Quantitative: There were 1362 and 633 cancer patients at Tiyanjane and MCH, respectively. Overall, females predominated over males (55.8% vs 42.8%); however, Tiyanjane had more males (52.2% vs 45.8%), which was contrary to Mzuzu (77.4% females vs 22.6% males). The 35- to 54-year age group was predominant at both Tiyanjane (43.1%) and Mzuzu (40.1%).Overall, the most common cancers were Kaposi’s sarcoma (26.9%), cervical cancer (26.8%), oesophageal cancer (14.2%), hepatocellular carcinoma (4.9%), and bladder cancer (3.0%). Histologically confirmed diagnoses accounted for 13% of cases at Tiyanjane, whereas all patients from MCH were diagnosed clinically.
Qualitative: Palliative care services were free of charge at both facilities, and owing to the expansion of services to district hospitals, the workload at central hospitals had been reduced. Between the 2 sites, there were differences in follow-up procedures, drug availabilities, as well as human resource capacity, with Mzuzu palliative care facility facing more extensive challenges.
The characteristics of patients seen at each site varied according to services available.

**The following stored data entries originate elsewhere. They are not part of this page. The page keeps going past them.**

//! Shape source interface and canonical shape geometry.
//!
//! The engine never looks inside a shape. It only needs a stable identity,
//! the outer frame and, for text-bearing shapes, the tighter rectangle the
//! text ink actually occupies (reported relative to the frame origin).
//!
//! Any of those reads may fail on a real document; a failed frame read is
//! modelled as `None` and propagates as an absent [`BoundingBox`], never as
//! a zero-sized one.

use std::fmt::Debug;
use std::hash::Hash;

use serde::{Deserialize, Serialize};

use crate::error::Result;
use crate::geometry::{BoundingBox, Point, Rect};

/// A positioned block on a page: paragraph, picture, table, embedded object.
pub trait Shape {
    /// Identity used for exclusion and permutation bookkeeping.
    type Id: Clone + Eq + Hash + Debug;

    /// Stable identity of this shape.
    fn id(&self) -> Self::Id;

    /// Outer frame, `None` when it cannot be read.
    fn frame(&self) -> Option<Rect>;

    /// Ink bounds of the shape's text, relative to the frame origin.
    ///
    /// `None` for shapes without text or when the bounds cannot be read.
    fn content_bounds(&self) -> Option<Rect> {
        None
    }
}

impl<S: Shape + ?Sized> Shape for &S {
    type Id = S::Id;

    fn id(&self) -> Self::Id {
        (**self).id()
    }

    fn frame(&self) -> Option<Rect> {
        (**self).frame()
    }

    fn content_bounds(&self) -> Option<Rect> {
        (**self).content_bounds()
    }
}

/// Frame of `shape` if it is usable as geometry.
fn readable_frame<S: Shape + ?Sized>(shape: &S) -> Option<Rect> {
    shape
        .frame()
        .filter(|f| f.is_finite() && f.width >= 0.0 && f.height >= 0.0)
}

/// Canonical bounding box of a shape.
///
/// Prefers the content rectangle translated to slide coordinates and clamped
/// into the outer frame. Falls back to the outer frame when the content
/// rectangle is missing, degenerate, or clamps away to nothing. Returns
/// `None` only when the frame itself is unreadable.
///
/// # Examples
///
/// ```
/// use shape_order::geometry::{BoundingBox, Rect};
/// use shape_order::shape::{shape_bbox, SlideShape};
///
/// let shape = SlideShape::new(1, 100.0, 50.0, 200.0, 80.0).with_content(10.0, 5.0, 120.0, 20.0);
/// assert_eq!(shape_bbox(&shape), Some(BoundingBox::new(110.0, 55.0, 230.0, 75.0)));
///
/// let broken = SlideShape::unreadable(2);
/// assert_eq!(shape_bbox(&broken), None);
/// ```
pub fn shape_bbox<S: Shape + ?Sized>(shape: &S) -> Option<BoundingBox> {
    let outer = readable_frame(shape)?.to_bbox();

    let content = shape
        .content_bounds()
        .filter(|c| c.is_finite() && c.width > 0.0 && c.height > 0.0);

    if let Some(c) = content {
        let left = (outer.left + c.x).max(outer.left);
        let top = (outer.top + c.y).max(outer.top);
        let right = (outer.left + c.x + c.width).min(outer.right);
        let bottom = (outer.top + c.y + c.height).min(outer.bottom);

        if right > left && bottom > top {
            return Some(BoundingBox::new(left, top, right, bottom));
        }
    }

    Some(outer)
}

/// Point a shape is sorted and row-matched by.
///
/// Center of [`shape_bbox`], else center of the raw frame, else
/// [`Point::unreadable`] so the shape sorts after everything else.
pub fn shape_anchor<S: Shape + ?Sized>(shape: &S) -> Point {
    shape_bbox(shape)
        .map(|b| b.center())
        .or_else(|| shape.frame().filter(Rect::is_finite).map(|f| f.center()))
        .unwrap_or_else(Point::unreadable)
}

/// Height of the shape's text ink, when readable and positive.
pub fn content_height<S: Shape + ?Sized>(shape: &S) -> Option<f32> {
    shape
        .content_bounds()
        .map(|c| c.height)
        .filter(|h| h.is_finite() && *h > 0.0)
}

/// A shape described by plain numbers, e.g. loaded from JSON.
#[derive(Debug, Clone, PartialEq, Serialize, Deserialize)]
pub struct SlideShape {
    /// Shape identity
    pub id: u32,
    /// Outer frame; `None` means the frame could not be read
    #[serde(default)]
    pub frame: Option<Rect>,
    /// Text ink bounds relative to the frame origin
    #[serde(default)]
    pub content: Option<Rect>,
}

impl SlideShape {
    /// Create a shape with a readable frame and no text bounds.
    pub fn new(id: u32, x: f32, y: f32, width: f32, height: f32) -> Self {
        Self {
            id,
            frame: Some(Rect::new(x, y, width, height)),
            content: None,
        }
    }

    /// Create a shape whose geometry cannot be read.
    pub fn unreadable(id: u32) -> Self {
        Self {
            id,
            frame: None,
            content: None,
        }
    }

    /// Attach text ink bounds (relative to the frame origin).
    pub fn with_content(mut self, x: f32, y: f32, width: f32, height: f32) -> Self {
        self.content = Some(Rect::new(x, y, width, height));
        self
    }
}

impl Shape for SlideShape {
    type Id = u32;

    fn id(&self) -> u32 {
        self.id
    }

    fn frame(&self) -> Option<Rect> {
        self.frame
    }

    fn content_bounds(&self) -> Option<Rect> {
        self.content
    }
}

/// One page (slide) worth of shapes plus the page size.
#[derive(Debug, Clone, PartialEq, Serialize, Deserialize)]
pub struct SlidePage {
    /// Page width in points
    pub width: f32,
    /// Page height in points
    pub height: f32,
    /// Shapes on the page, in source order
    #[serde(default)]
    pub shapes: Vec<SlideShape>,
}

impl SlidePage {
    /// Create an empty page of the given size.
    pub fn new(width: f32, height: f32) -> Self {
        Self {
            width,
            height,
            shapes: Vec::new(),
        }
    }

    /// Parse a page description from JSON.
    ///
    /// # Examples
    ///
    /// ```
    /// use shape_order::shape::SlidePage;
    ///
    /// let page = SlidePage::from_json(
    ///     r#"{"width": 720, "height": 540,
    ///         "shapes": [{"id": 3, "frame": {"x": 10, "y": 10, "width": 100, "height": 20}}]}"#,
    /// ).unwrap();
    /// assert_eq!(page.shapes.len(), 1);
    /// assert!(page.shapes[0].content.is_none());
    /// ```
    pub fn from_json(json: &str) -> Result<Self> {
        Ok(serde_json::from_str(json)?)
    }

    /// The page rectangle `(0, 0, width, height)`.
    pub fn page_bbox(&self) -> Rect {
        Rect::new(0.0, 0.0, self.width, self.height)
    }
}
// Allow some clippy lints that are too pedantic for this project
#![allow(clippy::type_complexity)]
#![allow(clippy::needless_range_loop)]
#![allow(clippy::doc_overindented_list_items)]
// Allow unused for tests
#![cfg_attr(test, allow(dead_code))]

//! # Shape Order
//!
//! Visual reading order for positioned slide shapes.
//!
//! Given the shapes of one slide (text boxes, pictures, tables, embedded
//! objects) with their frames, the crate produces the order a person would
//! read them in: top to bottom, left to right, one column after the other.
//!
//! ## Core Features
//!
//! - **Adaptive Rows**: shapes share a row when their centers lie within a
//!   tolerance estimated from the median text height on the slide
//! - **Column Detection**: bounded-depth XY-Cut splits title bands and
//!   columns at whitespace gaps, ignoring full-width bridging shapes
//! - **Total by Construction**: unreadable geometry degrades the call to
//!   plain row ordering; no shape is ever dropped or duplicated
//! - **Pluggable Design**: trait-based strategies, immutable serde-backed
//!   configuration, generic over the caller's own shape type
//!
//! ## Quick Start
//!
//! ```
//! use shape_order::pipeline::{ReadingOrderContext, ReadingOrderPipeline};
//! use shape_order::shape::SlideShape;
//!
//! // Title and slide number over two columns on a 500x400 slide
//! let shapes = vec![
//!     SlideShape::new(5, 300.0, 100.0, 200.0, 50.0),
//!     SlideShape::new(1, 0.0, 0.0, 400.0, 50.0),
//!     SlideShape::new(2, 420.0, 10.0, 60.0, 30.0),
//!     SlideShape::new(3, 0.0, 100.0, 200.0, 50.0),
//!     SlideShape::new(4, 0.0, 160.0, 200.0, 50.0),
//!     SlideShape::new(6, 300.0, 160.0, 200.0, 50.0),
//! ];
//!
//! let pipeline = ReadingOrderPipeline::new();
//! let context = ReadingOrderContext::new().with_page_size(500.0, 400.0);
//! let order = pipeline.process(&shapes, &context);
//!
//! assert_eq!(order.ids(), vec![1, 2, 3, 4, 5, 6]);
//! ```
//!
//! ## License
//!
//! Licensed under either of Apache License, Version 2.0 or MIT license at
//! your option.

#![warn(missing_docs)]

// Error handling
pub mod error;

// Geometry primitives and the shape source interface
pub mod geometry;
pub mod shape;

// Layout analysis (rows, cuts, XY-Cut)
pub mod layout;

// Reading order pipeline
pub mod pipeline;

// Re-exports
pub use error::{Error, Result};
pub use pipeline::{
    group_shapes_by_visual_rows, sort_shapes_by_visual_position, ReadingOrder,
    ReadingOrderConfig, ReadingOrderContext, ReadingOrderPipeline, XYCutStrategy,
};
pub use shape::{Shape, SlidePage, SlideShape};

// Version info
/// Library version
pub const VERSION: &str = env!("CARGO_PKG_VERSION");

/// Library name
pub const NAME: &str = env!("CARGO_PKG_NAME");
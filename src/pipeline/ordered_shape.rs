//! Ordered shapes handed to content renderers.
//!
//! This module provides the [`OrderedShape`] type which pairs a borrowed
//! input shape with its position in the reading order, and the
//! [`ReadingOrder`] collection returned by the pipeline.

use crate::shape::Shape;

/// Source of reading order assignment.
///
/// Tracks which strategy/method determined the reading order of a call.
#[derive(Debug, Clone, Copy, PartialEq, Eq, Default)]
pub enum ReadingOrderSource {
    /// Order from XY-Cut partitioning followed by per-region row grouping.
    XYCut,
    /// Order from row grouping over the whole page.
    #[default]
    Simple,
    /// Row grouping over the whole page because some shape's geometry was
    /// unreadable while column detection was requested.
    Fallback,
}

impl ReadingOrderSource {
    /// Get strategy name for debugging.
    pub fn name(&self) -> &'static str {
        match self {
            ReadingOrderSource::XYCut => "XYCut",
            ReadingOrderSource::Simple => "Simple",
            ReadingOrderSource::Fallback => "Fallback",
        }
    }
}

/// A shape with an assigned reading order index.
#[derive(Debug)]
pub struct OrderedShape<'a, S: Shape> {
    /// The underlying input shape.
    pub shape: &'a S,

    /// Index in reading order (0 = first to be read).
    pub reading_order: usize,

    /// Visual row the shape belongs to (0 = first row).
    pub row: usize,

    /// Leaf region the row came from (0 = first region).
    pub region: usize,

    /// Which strategy produced the order.
    pub source: ReadingOrderSource,
}

impl<'a, S: Shape> Clone for OrderedShape<'a, S> {
    fn clone(&self) -> Self {
        Self {
            shape: self.shape,
            reading_order: self.reading_order,
            row: self.row,
            region: self.region,
            source: self.source,
        }
    }
}

impl<'a, S: Shape> OrderedShape<'a, S> {
    /// Identity of the underlying shape.
    pub fn id(&self) -> S::Id {
        self.shape.id()
    }
}

/// The ordered output of one pipeline call.
///
/// Shapes are stored in reading order; row and region boundaries stay
/// available for renderers that merge neighbouring shapes of one row (for
/// example a standalone list number next to its title).
#[derive(Debug)]
pub struct ReadingOrder<'a, S: Shape> {
    shapes: Vec<OrderedShape<'a, S>>,
    source: ReadingOrderSource,
}

impl<'a, S: Shape> ReadingOrder<'a, S> {
    /// Create from shapes already in reading order.
    pub fn new(shapes: Vec<OrderedShape<'a, S>>, source: ReadingOrderSource) -> Self {
        Self { shapes, source }
    }

    /// Get the number of shapes.
    pub fn len(&self) -> usize {
        self.shapes.len()
    }

    /// Check if empty.
    pub fn is_empty(&self) -> bool {
        self.shapes.is_empty()
    }

    /// Strategy that produced this order.
    pub fn source(&self) -> ReadingOrderSource {
        self.source
    }

    /// Iterate over ordered shapes.
    pub fn iter(&self) -> impl Iterator<Item = &OrderedShape<'a, S>> {
        self.shapes.iter()
    }

    /// Shapes in reading order.
    pub fn shapes(&self) -> Vec<&'a S> {
        self.shapes.iter().map(|o| o.shape).collect()
    }

    /// Shape identities in reading order.
    pub fn ids(&self) -> Vec<S::Id> {
        self.shapes.iter().map(OrderedShape::id).collect()
    }

    /// Number of rows.
    pub fn row_count(&self) -> usize {
        self.shapes.last().map_or(0, |o| o.row + 1)
    }

    /// Shapes grouped by row, rows in reading order.
    pub fn rows(&self) -> Vec<Vec<&'a S>> {
        let mut rows: Vec<Vec<&'a S>> = Vec::with_capacity(self.row_count());
        for ordered in &self.shapes {
            if rows.len() <= ordered.row {
                rows.push(Vec::new());
            }
            if let Some(row) = rows.last_mut() {
                row.push(ordered.shape);
            }
        }
        rows
    }

    /// Get the underlying vector.
    pub fn into_inner(self) -> Vec<OrderedShape<'a, S>> {
        self.shapes
    }
}

impl<'a, S: Shape> IntoIterator for ReadingOrder<'a, S> {
    type Item = OrderedShape<'a, S>;
    type IntoIter = std::vec::IntoIter<OrderedShape<'a, S>>;

    fn into_iter(self) -> Self::IntoIter {
        self.shapes.into_iter()
    }
}

#[cfg(test)]
mod tests {
    use super::*;
    use crate::shape::SlideShape;

    fn ordered<'a>(shapes: &'a [SlideShape], rows: &[usize]) -> ReadingOrder<'a, SlideShape> {
        let list = shapes
            .iter()
            .zip(rows)
            .enumerate()
            .map(|(i, (shape, &row))| OrderedShape {
                shape,
                reading_order: i,
                row,
                region: 0,
                source: ReadingOrderSource::Simple,
            })
            .collect();
        ReadingOrder::new(list, ReadingOrderSource::Simple)
    }

    #[test]
    fn test_rows_follow_row_indices() {
        let shapes = vec![
            SlideShape::new(1, 0.0, 0.0, 10.0, 10.0),
            SlideShape::new(2, 20.0, 0.0, 10.0, 10.0),
            SlideShape::new(3, 0.0, 50.0, 10.0, 10.0),
        ];
        let order = ordered(&shapes, &[0, 0, 1]);

        assert_eq!(order.len(), 3);
        assert_eq!(order.row_count(), 2);
        assert_eq!(order.ids(), vec![1, 2, 3]);

        let rows: Vec<Vec<u32>> = order
            .rows()
            .iter()
            .map(|r| r.iter().map(|s| s.id).collect())
            .collect();
        assert_eq!(rows, vec![vec![1, 2], vec![3]]);
    }

    #[test]
    fn test_empty_order() {
        let order = ordered(&[], &[]);
        assert!(order.is_empty());
        assert_eq!(order.row_count(), 0);
        assert!(order.rows().is_empty());
    }

    #[test]
    fn test_into_inner_and_into_iter() {
        let shapes = vec![
            SlideShape::new(7, 0.0, 0.0, 10.0, 10.0),
            SlideShape::new(8, 0.0, 40.0, 10.0, 10.0),
        ];

        let inner = ordered(&shapes, &[0, 1]).into_inner();
        assert_eq!(inner.len(), 2);
        assert_eq!(inner[1].id(), 8);
        assert_eq!(inner[1].row, 1);

        let mut positions = Vec::new();
        for o in ordered(&shapes, &[0, 1]) {
            positions.push((o.id(), o.reading_order));
        }
        assert_eq!(positions, vec![(7, 0), (8, 1)]);
    }

    #[test]
    fn test_source_names() {
        assert_eq!(ReadingOrderSource::XYCut.name(), "XYCut");
        assert_eq!(ReadingOrderSource::default(), ReadingOrderSource::Simple);
        assert_eq!(ReadingOrderSource::Fallback.name(), "Fallback");
    }
}
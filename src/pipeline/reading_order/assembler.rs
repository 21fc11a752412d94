//! Flattening of leaf regions into rows.

use crate::layout::{group_rows, LeafRegion, Row};
use crate::pipeline::config::{AdaptiveThresholdConfig, RowThreshold};

/// A row together with the leaf region it came from.
#[derive(Debug, Clone, PartialEq)]
pub struct RegionRow {
    /// Index of the region in partition order
    pub region: usize,
    /// Shapes of the row, left to right
    pub row: Row,
}

/// Group each region into rows and concatenate in region order.
///
/// The threshold is resolved per region, so an `Auto` threshold adapts to the
/// text sizes of each column separately.
pub fn regions_to_rows(
    regions: &[LeafRegion],
    threshold: RowThreshold,
    adaptive: &AdaptiveThresholdConfig,
) -> Vec<RegionRow> {
    let mut out = Vec::new();
    for (region_index, region) in regions.iter().enumerate() {
        let resolved = threshold.resolve(&region.shapes, adaptive);
        log::trace!(
            "region {} ({} shapes): row threshold {:.1}",
            region_index,
            region.shapes.len(),
            resolved
        );
        out.extend(
            group_rows(&region.shapes, resolved)
                .into_iter()
                .map(|row| RegionRow {
                    region: region_index,
                    row,
                }),
        );
    }
    out
}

Quality of care was assessed as superior at Tiyanjane, demonstrating the importance of multiple stakeholder involvement in the delivery of palliative care services.

© Copyright 2017 - The College of Medicine and the Medical Association of Malawi
Alternative site location:

Home Faq Resources Email Bioline
© Bioline International, 1989 - 2024, Site last up-dated on 01-Sep-2022.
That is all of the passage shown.